→ **WHAT THIS TASK INVOLVES**: Up to and including the line with "async fn complete_instance(&self, id: Uuid)", restate the records below word for word, beginning with their first line.

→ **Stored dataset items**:
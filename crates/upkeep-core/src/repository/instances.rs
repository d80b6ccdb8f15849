//! Schedule-instance status transitions and work-item linking.

use crate::error::CoreError;
use crate::lifecycle;
use crate::models::{InstanceStatus, NewTaskData, ScheduleInstance, Task};
use crate::repository::SqliteRepository;
use async_trait::async_trait;
use tracing::debug;
use uuid::Uuid;

#[async_trait]
impl super::InstanceRepository for SqliteRepository {
    async fn find_instance_by_id(&self, id: Uuid) -> Result<Option<ScheduleInstance>, CoreError> {
        let instance = sqlx::query_as("SELECT * FROM schedule_instances WHERE id = $1")
            .bind(id)
            .fetch_optional(self.pool())
            .await?;
        Ok(instance)
    }

    async fn complete_instance(&self, id: Uuid) -> Result<ScheduleInstance, CoreError> {
        let instance = self.require_instance(id).await?;
        lifecycle::check_transition(instance.status, InstanceStatus::Completed)?;

        let now = self.clock().now();
        let updated: ScheduleInstance = sqlx::query_as(
            r#"UPDATE schedule_instances
            SET status = $1, completed_at = $2, updated_at = $2
            WHERE id = $3
            RETURNING *"#,
        )
        .bind(InstanceStatus::Completed)
        .bind(now)
        .bind(id)
        .fetch_one(self.pool())
        .await?;

        debug!(instance_id = %id, "instance completed");
        Ok(updated)
    }

    async fn skip_instance(&self, id: Uuid) -> Result<ScheduleInstance, CoreError> {
        let instance = self.require_instance(id).await?;
        lifecycle::check_transition(instance.status, InstanceStatus::Skipped)?;

        let updated: ScheduleInstance = sqlx::query_as(
            r#"UPDATE schedule_instances
            SET status = $1, updated_at = $2
            WHERE id = $3
            RETURNING *"#,
        )
        .bind(InstanceStatus::Skipped)
        .bind(self.clock().now())
        .bind(id)
        .fetch_one(self.pool())
        .await?;

        debug!(instance_id = %id, "instance skipped");
        Ok(updated)
    }

    async fn link_work_item(&self, instance_id: Uuid, work_item_id: Uuid) -> Result<ScheduleInstance, CoreError> {
        let instance = self.require_instance(instance_id).await?;
        Self::check_linkable(&instance)?;

        let work_item: Option<Task> = sqlx::query_as("SELECT * FROM tasks WHERE id = $1")
            .bind(work_item_id)
            .fetch_optional(self.pool())
            .await?;
        if work_item.is_none() {
            return Err(CoreError::NotFound(work_item_id.to_string()));
        }

        let updated: ScheduleInstance = sqlx::query_as(
            r#"UPDATE schedule_instances
            SET linked_work_item_id = $1, updated_at = $2
            WHERE id = $3
            RETURNING *"#,
        )
        .bind(work_item_id)
        .bind(self.clock().now())
        .bind(instance_id)
        .fetch_one(self.pool())
        .await?;

        debug!(instance_id = %instance_id, work_item_id = %work_item_id, "work item linked");
        Ok(updated)
    }

    async fn create_work_item(&self, instance_id: Uuid, data: NewTaskData) -> Result<Task, CoreError> {
        let now = self.clock().now();
        let mut tx = self.pool().begin().await?;

        let instance: ScheduleInstance =
            sqlx::query_as("SELECT * FROM schedule_instances WHERE id = $1")
                .bind(instance_id)
                .fetch_optional(&mut *tx)
                .await?
                .ok_or_else(|| CoreError::NotFound(instance_id.to_string()))?;
        Self::check_linkable(&instance)?;

        let mut data = data;
        // The work item inherits the cycle's date unless the caller pinned one.
        data.due_date = data.due_date.or(Some(instance.scheduled_date));
        data.recurrence = None;

        let task = Self::insert_task_in_tx(&mut tx, data, None, now).await?;

        sqlx::query(
            "UPDATE schedule_instances SET linked_work_item_id = $1, updated_at = $2 WHERE id = $3",
        )
        .bind(task.id)
        .bind(now)
        .bind(instance_id)
        .execute(&mut *tx)
        .await?;

        tx.commit().await?;
        debug!(instance_id = %instance_id, work_item_id = %task.id, "work item created and linked");
        Ok(task)
    }

    async fn is_cycle_done(&self, instance_id: Uuid) -> Result<bool, CoreError> {
        let instance = self.require_instance(instance_id).await?;

        let linked: Option<Task> = match instance.linked_work_item_id {
            Some(work_item_id) => {
                sqlx::query_as("SELECT * FROM tasks WHERE id = $1")
                    .bind(work_item_id)
                    .fetch_optional(self.pool())
                    .await?
            }
            None => None,
        };

        Ok(lifecycle::cycle_done(&instance, linked.as_ref()))
    }
}

impl SqliteRepository {
    async fn require_instance(&self, id: Uuid) -> Result<ScheduleInstance, CoreError> {
        sqlx::query_as("SELECT * FROM schedule_instances WHERE id = $1")
            .bind(id)
            .fetch_optional(self.pool())
            .await?
            .ok_or_else(|| CoreError::NotFound(id.to_string()))
    }

    /// The work-item link is a one-way attribute of a pending instance.
    fn check_linkable(instance: &ScheduleInstance) -> Result<(), CoreError> {
        if instance.status != InstanceStatus::Pending {
            return Err(CoreError::InvalidInput(format!(
                "Cannot link a work item to a {} instance",
                instance.status
            )));
        }
        if instance.linked_work_item_id.is_some() {
            return Err(CoreError::InvalidInput(
                "Instance already has a linked work item".to_string(),
            ));
        }
        Ok(())
    }
}
//! Maintenance-schedule storage and idempotent instance generation.

use crate::error::CoreError;
use crate::models::{InstanceStatus, MaintenanceSchedule, NewScheduleData, ScheduleInstance};
use crate::repository::{is_unique_violation, SqliteRepository};
use async_trait::async_trait;
use chrono::NaiveDate;
use tracing::debug;
use uuid::Uuid;

#[async_trait]
impl super::ScheduleRepository for SqliteRepository {
    async fn add_schedule(&self, data: NewScheduleData) -> Result<MaintenanceSchedule, CoreError> {
        let now = self.clock().now();
        let schedule = MaintenanceSchedule {
            id: Uuid::now_v7(),
            asset_id: data.asset_id,
            interval_months: data.interval_months,
            first_due_date: data.first_due_date,
            active: true,
            created_at: now,
            updated_at: now,
        };

        sqlx::query(
            r#"INSERT INTO maintenance_schedules (id, asset_id, interval_months, first_due_date, active, created_at, updated_at)
            VALUES ($1, $2, $3, $4, $5, $6, $7)"#,
        )
        .bind(schedule.id)
        .bind(schedule.asset_id)
        .bind(schedule.interval_months)
        .bind(schedule.first_due_date)
        .bind(schedule.active)
        .bind(schedule.created_at)
        .bind(schedule.updated_at)
        .execute(self.pool())
        .await?;

        Ok(schedule)
    }

    async fn find_schedule_by_id(&self, id: Uuid) -> Result<Option<MaintenanceSchedule>, CoreError> {
        let schedule = sqlx::query_as("SELECT * FROM maintenance_schedules WHERE id = $1")
            .bind(id)
            .fetch_optional(self.pool())
            .await?;
        Ok(schedule)
    }

    async fn find_schedules_for_asset(&self, asset_id: Uuid) -> Result<Vec<MaintenanceSchedule>, CoreError> {
        let schedules = sqlx::query_as(
            "SELECT * FROM maintenance_schedules WHERE asset_id = $1 ORDER BY first_due_date",
        )
        .bind(asset_id)
        .fetch_all(self.pool())
        .await?;
        Ok(schedules)
    }

    async fn find_active_schedules(&self) -> Result<Vec<MaintenanceSchedule>, CoreError> {
        let schedules = sqlx::query_as(
            "SELECT * FROM maintenance_schedules WHERE active = 1 ORDER BY first_due_date",
        )
        .fetch_all(self.pool())
        .await?;
        Ok(schedules)
    }

    async fn deactivate_schedule(&self, id: Uuid) -> Result<MaintenanceSchedule, CoreError> {
        let schedule: MaintenanceSchedule = sqlx::query_as(
            r#"UPDATE maintenance_schedules
            SET active = 0, updated_at = $1
            WHERE id = $2
            RETURNING *"#,
        )
        .bind(self.clock().now())
        .bind(id)
        .fetch_optional(self.pool())
        .await?
        .ok_or_else(|| CoreError::NotFound(format!("Schedule with id {} not found", id)))?;

        debug!(schedule_id = %id, "schedule deactivated");
        Ok(schedule)
    }

    async fn instances_for(
        &self,
        schedule_id: Uuid,
        window_start: NaiveDate,
        window_end: NaiveDate,
    ) -> Result<Vec<ScheduleInstance>, CoreError> {
        let schedule: MaintenanceSchedule =
            sqlx::query_as("SELECT * FROM maintenance_schedules WHERE id = $1")
                .bind(schedule_id)
                .fetch_optional(self.pool())
                .await?
                .ok_or_else(|| CoreError::NotFound(format!("Schedule with id {} not found", schedule_id)))?;

        // A deactivated schedule generates nothing, but instances that were
        // materialized while it was active remain queryable.
        if schedule.active {
            for scheduled_date in schedule.occurrence_dates(window_start, window_end) {
                self.materialize_instance(schedule_id, scheduled_date).await?;
            }
        }

        let instances = sqlx::query_as(
            r#"SELECT * FROM schedule_instances
            WHERE schedule_id = $1 AND scheduled_date BETWEEN $2 AND $3
            ORDER BY scheduled_date"#,
        )
        .bind(schedule_id)
        .bind(window_start)
        .bind(window_end)
        .fetch_all(self.pool())
        .await?;
        Ok(instances)
    }

    async fn refresh_all(
        &self,
        window_start: NaiveDate,
        window_end: NaiveDate,
    ) -> Result<Vec<ScheduleInstance>, CoreError> {
        let mut instances = Vec::new();
        for schedule in self.find_active_schedules().await? {
            instances.extend(self.instances_for(schedule.id, window_start, window_end).await?);
        }
        Ok(instances)
    }
}

impl SqliteRepository {
    /// Ensures one pending instance exists for `(schedule_id, scheduled_date)`.
    /// An existing instance is left untouched; losing an insert race to the
    /// unique constraint counts as already materialized.
    async fn materialize_instance(
        &self,
        schedule_id: Uuid,
        scheduled_date: NaiveDate,
    ) -> Result<(), CoreError> {
        let existing: Option<ScheduleInstance> = sqlx::query_as(
            "SELECT * FROM schedule_instances WHERE schedule_id = $1 AND scheduled_date = $2",
        )
        .bind(schedule_id)
        .bind(scheduled_date)
        .fetch_optional(self.pool())
        .await?;

        if existing.is_some() {
            return Ok(());
        }

        let now = self.clock().now();
        let inserted = sqlx::query(
            r#"INSERT INTO schedule_instances (id, schedule_id, scheduled_date, status, linked_work_item_id, completed_at, created_at, updated_at)
            VALUES ($1, $2, $3, $4, NULL, NULL, $5, $5)"#,
        )
        .bind(Uuid::now_v7())
        .bind(schedule_id)
        .bind(scheduled_date)
        .bind(InstanceStatus::Pending)
        .bind(now)
        .execute(self.pool())
        .await;

        match inserted {
            Ok(_) => {
                debug!(schedule_id = %schedule_id, scheduled_date = %scheduled_date, "materialized instance");
                Ok(())
            }
            Err(err) if is_unique_violation(&err) => Ok(()),
            Err(err) => Err(err.into()),
        }
    }
}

→ **OUTPUT OF THE TASK**:
filename crates/upkeep-core/src/repository/instances.rs
repository d80b6ccdb8f15849
//! Schedule-instance status transitions and work-item linking.

use crate::error::CoreError;
use crate::lifecycle;
use crate::models::{InstanceStatus, NewTaskData, ScheduleInstance, Task};
use crate::repository::SqliteRepository;
use async_trait::async_trait;
use tracing::debug;
use uuid::Uuid;

#[async_trait]
impl super::InstanceRepository for SqliteRepository {
    async fn find_instance_by_id(&self, id: Uuid) -> Result<Option<ScheduleInstance>, CoreError> {
        let instance = sqlx::query_as("SELECT * FROM schedule_instances WHERE id = $1")
            .bind(id)
            .fetch_optional(self.pool())
            .await?;
        Ok(instance)
    }

    async fn complete_instance(&self, id: Uuid) -> Result<ScheduleInstance, CoreError> {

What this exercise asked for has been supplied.